Loewi was not only very active in the scientific field well into old age, he also remained avidly interested in art (history), music, and theater throughout his life. Artists, musicians and literary figures were also regular guests at the dinner parties the Loewis loved to host.
Memberships, Honors, Obituaries
Loewi was an (honorary) member of numerous scientific societies and academies, including the Physiological Society London, the Deutsche Gesellschaft für Pharmakologie und Physiologie, the Harvey Society New York, and the Società Italiana di Biologia Sperimentale, as well as the Deutsche Akademie der Naturforscher Leopoldina, the Royal Societies London and Edinburgh, and the American Academy for Pharmacology and Experimental Therapeutics.
He had been awarded many honorary doctorates, including by universities such as New York, Yale, Graz, and Frankfurt am Main. He had been permitted to use the title "Hofrat" since 1923. Loewi received many an award, including the "Große Ehrenzeichen für Wissenschaft und Kunst" (Austrian Grand Decoration of Honor for Science and Art) twice (1936, 1959), the Ignaz-Lieben Prize (1924), the Cameron Prize of the University of Edinburgh (1944), the Schmiedeberg Plakette of the German Society for Experimental and Clinical Pharmacology and Toxicology (1957), and the Ring of Honor of the City of Graz (1959).
There were many obituaries. At the 1962 annual congress of the DGIM, of which Loewi had been a member until 1933, conference president Ferdinand Hoff (1896-1988) paid tribute to him, saying, "An inhuman system had also forced this great scholar to emigrate.

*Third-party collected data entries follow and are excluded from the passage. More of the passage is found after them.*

//! Quiz generator
//!
//! Validates requests, asks the upstream provider for questions and falls
//! back to the static quiz on any upstream or parse failure.

use crate::config::{QuizConfig, Settings};
use crate::models::{Quiz, QuizRequest, QuizSource};
use crate::providers::{OpenAIProvider, Provider};
use crate::services::fallback::fallback_quiz;
use crate::services::parser::parse_quiz;
use crate::services::prompt::build_prompt;
use crate::services::usage::{UsageCounters, UsageSnapshot};
use crate::utils::error::{AppError, AppResult, GenerationError, UpstreamError};
use anyhow::Result;
use std::sync::Arc;
use std::time::Duration;
use tracing::{debug, info, warn};

/// Longest accepted topic, in characters
pub const MAX_TOPIC_CHARS: usize = 200;

/// Longest accepted background context, in characters
pub const MAX_CONTEXT_CHARS: usize = 2000;

/// Generate-with-fallback orchestration
#[derive(Clone)]
pub struct QuizGenerator {
    provider: Option<Arc<dyn Provider>>,
    usage: Arc<UsageCounters>,
    limits: QuizConfig,
    upstream_timeout: Duration,
}

impl std::fmt::Debug for QuizGenerator {
    fn fmt(&self, f: &mut std::fmt::Formatter<'_>) -> std::fmt::Result {
        f.debug_struct("QuizGenerator")
            .field("provider", &self.provider.as_ref().map(|p| p.name().to_string()))
            .field("limits", &self.limits)
            .field("upstream_timeout", &self.upstream_timeout)
            .finish()
    }
}

impl QuizGenerator {
    /// Create a generator with an explicit provider (or none)
    pub fn new(
        provider: Option<Arc<dyn Provider>>,
        usage: Arc<UsageCounters>,
        limits: QuizConfig,
        upstream_timeout: Duration,
    ) -> Self {
        Self {
            provider,
            usage,
            limits,
            upstream_timeout,
        }
    }

    /// Create a generator backed by the configured OpenAI provider
    pub fn from_settings(settings: &Settings) -> Result<Self> {
        let provider = OpenAIProvider::from_config(&settings.openai)?
            .map(|p| Arc::new(p) as Arc<dyn Provider>);

        match &provider {
            Some(p) => info!("Upstream provider {} initialized with model {}", p.name(), p.model()),
            None => warn!("Upstream API key not configured, using fallback quizzes only"),
        }

        Ok(Self::new(
            provider,
            Arc::new(UsageCounters::new()),
            settings.quiz.clone(),
            settings.upstream_timeout(),
        ))
    }

    /// Whether requests can reach the upstream at all
    pub fn ai_configured(&self) -> bool {
        self.provider.is_some()
    }

    /// Count a request rejected before reaching `generate`
    pub fn record_rejection(&self) {
        self.usage.record_rejection();
    }

    /// Current usage counters
    pub fn usage(&self) -> UsageSnapshot {
        self.usage.snapshot()
    }

    /// Generate a quiz
    ///
    /// Only validation failures are returned as errors; every other failure
    /// is logged and answered with the fallback quiz.
    pub async fn generate(&self, request: QuizRequest) -> AppResult<Quiz> {
        if let Err(message) = validate_quiz_request(&request, &self.limits) {
            self.usage.record_rejection();
            return Err(AppError::Validation(message));
        }

        match self.generate_with_provider(&request).await {
            Ok(quiz) => {
                info!(
                    "Quiz generated for {} - {} questions",
                    request.topic.trim(),
                    quiz.questions.len()
                );
                Ok(quiz)
            }
            Err(cause) => {
                warn!(
                    "Serving fallback quiz for {} ({}): {}",
                    request.topic.trim(),
                    cause.cause(),
                    cause
                );
                self.usage.record_fallback(&cause);
                Ok(fallback_quiz(&request))
            }
        }
    }

    async fn generate_with_provider(&self, request: &QuizRequest) -> Result<Quiz, GenerationError> {
        let provider = self.provider.as_ref().ok_or(GenerationError::NotConfigured)?;

        let prompt = build_prompt(request);
        debug!("Requesting {} questions from {}", request.question_count, provider.name());

        let completion = tokio::time::timeout(self.upstream_timeout, provider.complete(&prompt))
            .await
            .map_err(|_| UpstreamError::Timeout)??;

        let questions = parse_quiz(
            &completion.text,
            request.question_count as usize,
            request.difficulty.points(),
        )?;

        self.usage.record_ai_success(completion.total_tokens);

        Ok(Quiz::new(request, QuizSource::AiGenerated, questions).with_model(completion.model))
    }
}

/// Validate a quiz request against the configured bounds
pub fn validate_quiz_request(request: &QuizRequest, limits: &QuizConfig) -> Result<(), String> {
    let topic = request.topic.trim();
    if topic.is_empty() {
        return Err("topic cannot be empty".to_string());
    }
    if topic.chars().count() > MAX_TOPIC_CHARS {
        return Err(format!("topic cannot exceed {} characters", MAX_TOPIC_CHARS));
    }

    if let Some(context) = &request.context {
        if context.chars().count() > MAX_CONTEXT_CHARS {
            return Err(format!("context cannot exceed {} characters", MAX_CONTEXT_CHARS));
        }
    }

    if request.question_count < limits.min_questions || request.question_count > limits.max_questions {
        return Err(format!(
            "question_count must be between {} and {}, got {}",
            limits.min_questions, limits.max_questions, request.question_count
        ));
    }

    Ok(())
}
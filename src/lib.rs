//! Quiz Gateway Library
//!
//! Generates multiple-choice quizzes through an OpenAI-compatible API and
//! falls back to a deterministic quiz whenever the upstream is unavailable

pub mod config;
pub mod handlers;
pub mod middleware;
pub mod models;
pub mod providers;
pub mod services;
pub mod utils;

// Re-export common types
pub use config::Settings;
pub use handlers::{build_router, create_router, AppState};
pub use models::{Difficulty, Quiz, QuizQuestion, QuizRequest, QuizSource};
pub use providers::{Completion, OpenAIProvider, Provider};
pub use services::{QuizGenerator, UsageCounters, UsageSnapshot};
pub use utils::error::{AppError, AppResult, GenerationError, ParseError, UpstreamError};

/// Library version information
pub const VERSION: &str = env!("CARGO_PKG_VERSION");

/// Library name
pub const NAME: &str = env!("CARGO_PKG_NAME");

/// Library description
pub const DESCRIPTION: &str = env!("CARGO_PKG_DESCRIPTION");

/// Get version information
pub fn version_info() -> String {
    format!("{} v{} - {}", NAME, VERSION, DESCRIPTION)
}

Not long ago, I was able to spend unforgettable hours with him in New York and to enjoy his sceptical wisdom, in which he acknowledged German science without bitterness. He was one of the greats of medical science.“15
Namesakes
Otto Loewi acts as namesake for, among others, the Forschungszentrum für Gefäßbiologie, Immunologie und Entzündungn in Graz and the Otto Loewi Gesellschaft zur Erforschung der Erkrankungen des autonomen Nervensystems, founded in 2017 and based in Innsbruck. The Neurowissenschaftliche Gesellschaft has been awarding the Otto Loewi Medal every four years to outstanding scientists in the field of neuroscience since 2018.